Gdy wrzucasz bieg wyższy, dzieje się rzecz odwrotna, wałek przez sychronizator musi być wyhamowany (wyrównanie prędkości obrotowych wałka głównego i sprzęgłowego), zanim da się wrzucić bieg. Jes to "łatwiejsze" zadanie dla synchronizatora, dla tego wrzucanie biegu wyższego jest dla niego mniej 'męczące'.
Żeby skrzynia pochodziła długi czas, staraj się zmieniać biegi z przytrzymaniem na sekundę, dwie, dźwigni zmiany biegów w pozycji neutralnej. Wtedy bowiem działają synchronizatory skrzyni, które na to działanie potrzebują odpowiedniego czasu.
Wypadałoby też zaiteresować się stanem i poziomem oleju w skrzyni, bo synchronizatory o wiele lepiej i dłużej działają, gdy są odpowiednio smarowane, niż gdy poziom oleju w skrzyni jest za niski, lub gdy jest on już wypracowany.
_________________ Człowiek pochodzi od małpy. W czerwonym.
po przeczytaniu wielu tematow na forum tez wydaje mi sie ze problem lezy w synchronizatorze. tylko skad go wytrzasnac??
Poczekaj z tym synchr. Slychac jakis halas/zgrzyt jak wrzucasz ta 2-ke? .Jak tylko opor to prawdopodobnie zew. mechaniz zmiany biegow na luz lub trzeba go przesmarowac. Peugeotowska skrzynia R65 ma delikatny mechanizm wodzikowy ,stosunkowo czesto sie wyrabia. Sprawdz najpierw to. Pozdr.
A jak się do tego zabrać, bo mam identyczny problem
http://www.rimmerbros.co.uk/Item--i-GRID001430
To mechanizm lewarka zmiany biegow ,trzeba sprawdzic czy nie ma nadmiernego luzu i czy nie jest zabrudzony.
http://www.rimmerbros.co.uk/Item--i-GRID003604
To meczanizm po stronie skrzyni biegow. Wodziki sie wypina (poprostu pociagnac) .Wazne zeby nie bylo luzu na glownym ramieniu mechanizmu.
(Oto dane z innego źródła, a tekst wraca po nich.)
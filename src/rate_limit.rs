//! Rate limit header parsing for observability.
//!
//! The Websets client logs rate limit state at debug level whenever the
//! API includes the relevant headers; parsed values never alter retry
//! timing, which stays on the exponential backoff schedule.

use http::HeaderMap;
use std::time::{Duration, SystemTime, UNIX_EPOCH};

/// Information extracted from rate limit headers.
#[derive(Debug, Clone)]
pub struct RateLimitInfo {
    /// When the rate limit resets (from X-RateLimit-Reset or RateLimit-Reset).
    pub reset_at: Option<SystemTime>,

    /// How long the server asked us to wait (from Retry-After).
    pub retry_after: Option<Duration>,

    /// Number of requests remaining in the current window.
    pub remaining: Option<u64>,
}

impl RateLimitInfo {
    /// Extracts rate limit information from response headers.
    ///
    /// Parses `Retry-After` (delta-seconds or HTTP date),
    /// `X-RateLimit-Reset` / `RateLimit-Reset` (Unix timestamp), and
    /// `X-RateLimit-Remaining`.
    pub fn from_headers(headers: &HeaderMap) -> Self {
        Self {
            reset_at: parse_rate_limit_reset(headers),
            retry_after: parse_retry_after(headers),
            remaining: parse_rate_limit_remaining(headers),
        }
    }

    /// Returns `true` if any rate limit header was present at all.
    pub fn is_present(&self) -> bool {
        self.reset_at.is_some() || self.retry_after.is_some() || self.remaining.is_some()
    }

    /// Returns `true` if this represents an active rate limit:
    /// `Retry-After` was sent, or the remaining quota is zero.
    pub fn is_rate_limited(&self) -> bool {
        self.retry_after.is_some() || self.remaining == Some(0)
    }
}

/// Parses the Retry-After header (delta-seconds or RFC 7231 HTTP date).
fn parse_retry_after(headers: &HeaderMap) -> Option<Duration> {
    let header = headers.get("retry-after")?.to_str().ok()?;

    if let Ok(seconds) = header.parse::<u64>() {
        return Some(Duration::from_secs(seconds));
    }

    if let Ok(date_time) = httpdate::parse_http_date(header) {
        if let Ok(duration) = date_time.duration_since(SystemTime::now()) {
            return Some(duration);
        }
    }

    None
}

/// Parses X-RateLimit-Reset or RateLimit-Reset headers (Unix timestamp).
fn parse_rate_limit_reset(headers: &HeaderMap) -> Option<SystemTime> {
    for name in ["x-ratelimit-reset", "ratelimit-reset"] {
        if let Some(header) = headers.get(name) {
            if let Ok(timestamp_str) = header.to_str() {
                if let Ok(timestamp) = timestamp_str.parse::<u64>() {
                    return Some(UNIX_EPOCH + Duration::from_secs(timestamp));
                }
            }
        }
    }
    None
}

/// Parses the X-RateLimit-Remaining header.
fn parse_rate_limit_remaining(headers: &HeaderMap) -> Option<u64> {
    let header = headers.get("x-ratelimit-remaining")?.to_str().ok()?;
    header.parse().ok()
}
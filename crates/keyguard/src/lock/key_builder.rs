//! 锁 key 生成器
//!
//! 所有 key 都由调用方显式传入的类型名、操作名与业务值拼接而成，
//! 相同输入在任何进程中都得到相同的 key。

use std::fmt::Display;

/// 锁的作用域
#[derive(Debug, Clone, Copy, PartialEq, Eq, Hash)]
pub enum LockScope {
    /// 锁住某个类型的某个操作
    Method,
    /// 锁住整个类型
    Class,
    /// 锁住某个操作上的某个业务值
    Value,
    /// 锁住某个操作上的某种对象类型
    Object,
    /// 单笔扣款，按业务编号加锁
    SinglePayment,
}

impl LockScope {
    pub fn prefix(&self) -> &'static str {
        match self {
            Self::Method => "lock_method_",
            Self::Class => "lock_class_",
            Self::Value => "lock_value_",
            Self::Object => "lock_object_",
            Self::SinglePayment => "lock_singlePayment_",
        }
    }

    pub fn all() -> [LockScope; 5] {
        [
            Self::Method,
            Self::Class,
            Self::Value,
            Self::Object,
            Self::SinglePayment,
        ]
    }
}

/// 锁 key 生成器
pub struct LockKey;

impl LockKey {
    /// `lock_method_<caller_type>_<operation>`
    pub fn method(caller_type: &str, operation: &str) -> String {
        format!("{}{}_{}", LockScope::Method.prefix(), caller_type, operation)
    }

    /// `lock_class_<caller_type>`
    pub fn class(caller_type: &str) -> String {
        format!("{}{}", LockScope::Class.prefix(), caller_type)
    }

    /// `lock_value_<caller_type>_<operation>_<value>`
    pub fn value(caller_type: &str, operation: &str, value: impl Display) -> String {
        format!(
            "{}{}_{}_{}",
            LockScope::Value.prefix(),
            caller_type,
            operation,
            value
        )
    }

    /// `lock_object_<caller_type>_<operation>_<type of obj>`
    ///
    /// 类型名取自 `std::any::type_name`，同一构建产物内稳定；
    /// 跨不同构建共享锁时请用 [`LockKey::object_named`] 显式给出类型名。
    pub fn object<T: ?Sized>(caller_type: &str, operation: &str, _obj: &T) -> String {
        Self::object_named(caller_type, operation, std::any::type_name::<T>())
    }

    /// `lock_object_<caller_type>_<operation>_<type_name>`
    pub fn object_named(caller_type: &str, operation: &str, type_name: &str) -> String {
        format!(
            "{}{}_{}_{}",
            LockScope::Object.prefix(),
            caller_type,
            operation,
            type_name
        )
    }

    /// `lock_singlePayment_<business_id>`，如合同编号
    pub fn single_payment(business_id: &str) -> String {
        format!("{}{}", LockScope::SinglePayment.prefix(), business_id)
    }

    /// 判断 key 属于哪个作用域
    pub fn scope_of(key: &str) -> Option<LockScope> {
        LockScope::all()
            .into_iter()
            .find(|scope| key.starts_with(scope.prefix()))
    }
}

#[cfg(test)]
mod tests {
    use super::*;

    struct LoanContract;

    #[test]
    fn test_method_key() {
        assert_eq!(
            LockKey::method("billing::PaymentService", "settle"),
            "lock_method_billing::PaymentService_settle"
        );
    }

    #[test]
    fn test_class_key() {
        assert_eq!(
            LockKey::class("billing::PaymentService"),
            "lock_class_billing::PaymentService"
        );
    }

    #[test]
    fn test_value_key() {
        assert_eq!(
            LockKey::value("billing::PaymentService", "refund", "ORD-42"),
            "lock_value_billing::PaymentService_refund_ORD-42"
        );
        assert_eq!(
            LockKey::value("billing::PaymentService", "refund", 42),
            "lock_value_billing::PaymentService_refund_42"
        );
    }

    #[test]
    fn test_object_key_uses_type_name() {
        let key = LockKey::object("billing::PaymentService", "settle", &LoanContract);
        assert!(key.starts_with("lock_object_billing::PaymentService_settle_"));
        assert!(key.ends_with("LoanContract"));
        assert_eq!(
            key,
            LockKey::object_named(
                "billing::PaymentService",
                "settle",
                std::any::type_name::<LoanContract>()
            )
        );
    }

    #[test]
    fn test_single_payment_key() {
        assert_eq!(LockKey::single_payment("C123"), "lock_singlePayment_C123");
    }

    #[test]
    fn test_keys_are_deterministic() {
        assert_eq!(
            LockKey::method("svc::A", "run"),
            LockKey::method("svc::A", "run")
        );
        assert_ne!(
            LockKey::method("svc::A", "run"),
            LockKey::method("svc::B", "run")
        );
        assert_ne!(
            LockKey::value("svc::A", "run", "1"),
            LockKey::value("svc::A", "run", "2")
        );
    }

    #[test]
    fn test_scope_of() {
        assert_eq!(
            LockKey::scope_of(&LockKey::single_payment("C1")),
            Some(LockScope::SinglePayment)
        );
        assert_eq!(
            LockKey::scope_of(&LockKey::class("svc::A")),
            Some(LockScope::Class)
        );
        assert_eq!(LockKey::scope_of("user:profile:1"), None);
    }

    #[test]
    fn test_prefixes_are_distinct() {
        let prefixes: Vec<&str> = LockScope::all().iter().map(|s| s.prefix()).collect();
        for (i, a) in prefixes.iter().enumerate() {
            for b in prefixes.iter().skip(i + 1) {
                assert!(!a.starts_with(b) && !b.starts_with(a));
            }
        }
    }
}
Kazdy luz bedzie powodowac ciezkie/niedokladne wchodzenie biegow ,czasem nawet "brak" biegu. W roverku nie robilem nic takiego, ale w Peugeotach wiele razy ,mechanizm i skrzynie takie same (moze wodziki maja minimalnie inna dlugosc, nie wiem) . Ze dwa miesiace temu mialem podobny problem tylko mam juz skrzynie IB5. Wyrobil sie mechanizm pomiedzy lewarkiem , a drazkiem co idzie do skrzyni (czesc nie do kupienia ,bo nie ma i nie bedzie) ciezko wchodzila trojka i calkiem nie wchodzila czworka. Na szczescie dalo sie wymienic gumowa tulejkie w tym przegubie (org. prawie wypadla) i jest teraz jak nowka sztuka . Wodziki w R65 jak sa wyrobione na przegubach trzeba wymienic niestety. Pozdr.
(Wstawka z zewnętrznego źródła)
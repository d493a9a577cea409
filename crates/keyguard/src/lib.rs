//! Redis 分布式锁与缓存
//!
//! 存储可以是单机 Redis，也可以经由哨兵发现主节点。
//!
//! ```ignore
//! let provider = Arc::new(ConnectionProvider::from_config(&config.redis)?);
//! let store: Arc<dyn KeyValueStore> = Arc::new(RedisStore::new(provider));
//!
//! let locks = LockManager::new(store.clone(), LockConfig::from(&config.lock));
//! let cache = CacheStore::new(store);
//! ```

pub mod cache;
pub mod connection;
pub mod lock;
pub mod store;
pub mod test_utils;

pub use cache::{CacheStore, Ttl};
pub use connection::{Connection, ConnectionProvider};
pub use lock::{LockConfig, LockHandle, LockKey, LockManager, LockScope};
pub use store::{KeyValueStore, RedisStore};

pub use keyguard_shared::error::{KeyguardError, Result};
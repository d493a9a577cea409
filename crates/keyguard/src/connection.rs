//! 存储连接提供者
//!
//! 根据启动时确定的 [`StoreMode`] 提供到当前主节点的连接。
//! 连接是可克隆的多路复用连接，建立后缓存复用；只有命令遇到连接层故障
//! 或主节点只读（已降级为副本）时才丢弃缓存。哨兵模式下重新建立连接前
//! 会向哨兵询问当前主节点，因此主从切换后的下一次借出会指向新的主节点。

use keyguard_shared::config::{RedisConfig, StoreMode};
use keyguard_shared::error::{KeyguardError, Result};
use keyguard_shared::observability::metrics::record_connection_error;
use redis::aio::MultiplexedConnection;
use redis::sentinel::Sentinel;
use redis::{Client, RedisResult};
use std::ops::{Deref, DerefMut};
use std::sync::atomic::{AtomicU64, Ordering};
use tokio::sync::Mutex;
use tracing::{debug, info, instrument, trace, warn};

use crate::store::{needs_reconnect, store_error};

enum Backend {
    Standalone(Client),
    Sentinel {
        // 哨兵查询需要 &mut
        sentinel: Mutex<Sentinel>,
        master_name: String,
    },
}

/// 缓存的连接，generation 用于避免旧连接的失败把新连接一起丢弃
struct Cached {
    generation: u64,
    conn: MultiplexedConnection,
}

/// 连接提供者
///
/// 模式在构造时固定，进程生命周期内不会切换。
pub struct ConnectionProvider {
    mode: StoreMode,
    backend: Backend,
    cached: Mutex<Option<Cached>>,
    generation: AtomicU64,
}

impl ConnectionProvider {
    /// 按已校验的模式创建提供者
    ///
    /// 此处不建立网络连接，地址格式错误返回 `Configuration`。
    pub fn new(mode: StoreMode) -> Result<Self> {
        let backend = match &mode {
            StoreMode::Standalone { url } => {
                let client = Client::open(url.as_str()).map_err(|e| {
                    KeyguardError::Configuration(format!("无效的 Redis 地址 {}: {}", url, e))
                })?;
                Backend::Standalone(client)
            }
            StoreMode::Sentinel { nodes, master_name } => {
                let sentinel = Sentinel::build(nodes.clone()).map_err(|e| {
                    KeyguardError::Configuration(format!("无效的哨兵地址 {:?}: {}", nodes, e))
                })?;
                Backend::Sentinel {
                    sentinel: Mutex::new(sentinel),
                    master_name: master_name.clone(),
                }
            }
        };

        info!(mode = mode.name(), "Store connection provider created");
        Ok(Self {
            mode,
            backend,
            cached: Mutex::new(None),
            generation: AtomicU64::new(0),
        })
    }

    /// 从配置创建提供者，模式开关非法时直接失败
    pub fn from_config(config: &RedisConfig) -> Result<Self> {
        Self::new(config.mode()?)
    }

    pub fn mode(&self) -> &StoreMode {
        &self.mode
    }

    /// 借出一个连接
    ///
    /// 有缓存时直接克隆；否则解析主节点并建立连接，并发的借出方等待同一次连接。
    /// 存储不可达时返回 `Connectivity`，本层不做重试。
    #[instrument(skip(self), fields(mode = self.mode.name()))]
    pub async fn borrow(&self) -> Result<Connection> {
        let mut cached = self.cached.lock().await;
        if let Some(c) = cached.as_ref() {
            trace!(generation = c.generation, "Store connection borrowed");
            return Ok(self.wrap(c.generation, c.conn.clone()));
        }

        match self.connect().await {
            Ok(conn) => {
                let generation = self.generation.fetch_add(1, Ordering::SeqCst) + 1;
                debug!(generation, "Store connection established");
                *cached = Some(Cached {
                    generation,
                    conn: conn.clone(),
                });
                Ok(self.wrap(generation, conn))
            }
            Err(e) => {
                record_connection_error(self.mode.name());
                warn!(error = %e, "Failed to borrow store connection");
                Err(KeyguardError::Connectivity(e.to_string()))
            }
        }
    }

    async fn connect(&self) -> RedisResult<MultiplexedConnection> {
        match &self.backend {
            Backend::Standalone(client) => client.get_multiplexed_async_connection().await,
            Backend::Sentinel {
                sentinel,
                master_name,
            } => {
                let master = {
                    let mut sentinel = sentinel.lock().await;
                    sentinel.async_master_for(master_name, None).await?
                };
                master.get_multiplexed_async_connection().await
            }
        }
    }

    fn wrap(&self, generation: u64, inner: MultiplexedConnection) -> Connection {
        Connection {
            inner,
            generation,
            mode: self.mode.name(),
        }
    }

    /// 归还连接并转换命令结果
    ///
    /// 连接层故障或 READONLY 时丢弃对应的缓存连接，下次借出重新建立。
    pub async fn release<T>(&self, conn: Connection, result: RedisResult<T>) -> Result<T> {
        trace!(mode = conn.mode, "Store connection released");
        match result {
            Ok(value) => Ok(value),
            Err(e) => {
                if needs_reconnect(&e) {
                    self.invalidate(conn.generation).await;
                }
                Err(store_error(e))
            }
        }
    }

    /// 丢弃指定代次的缓存连接，已被替换的新连接不受影响
    async fn invalidate(&self, generation: u64) {
        let mut cached = self.cached.lock().await;
        if cached.as_ref().is_some_and(|c| c.generation == generation) {
            *cached = None;
            warn!(
                mode = self.mode.name(),
                generation, "Cached store connection discarded"
            );
        }
    }

    /// 健康检查
    pub async fn health_check(&self) -> Result<()> {
        let mut conn = self.borrow().await?;
        let pong = redis::cmd("PING").query_async::<String>(&mut *conn).await;
        self.release(conn, pong).await.map(|_| ())
    }
}

/// 借出的连接
pub struct Connection {
    inner: MultiplexedConnection,
    generation: u64,
    mode: &'static str,
}

impl Connection {
    pub fn mode(&self) -> &'static str {
        self.mode
    }

    /// 所属的连接代次，每次重新建立连接加一
    pub fn generation(&self) -> u64 {
        self.generation
    }
}

impl Deref for Connection {
    type Target = MultiplexedConnection;

    fn deref(&self) -> &Self::Target {
        &self.inner
    }
}

impl DerefMut for Connection {
    fn deref_mut(&mut self) -> &mut Self::Target {
        &mut self.inner
    }
}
[ Dodano: Sro Lis 03, 2010 21:14 ]
Wlasnie mi sie przypomnial program co kiedys zawsze ogladalem , moze mechanizm nie jest identyczny ,ale na pewno bardzo podobny, nie wiem jaka dokladnie skrzynia siedziala w 205 gti, ale to typowe peugeotowskie rozwiazanie. Na pewno cos pomoze zobaczenie o co chodzi.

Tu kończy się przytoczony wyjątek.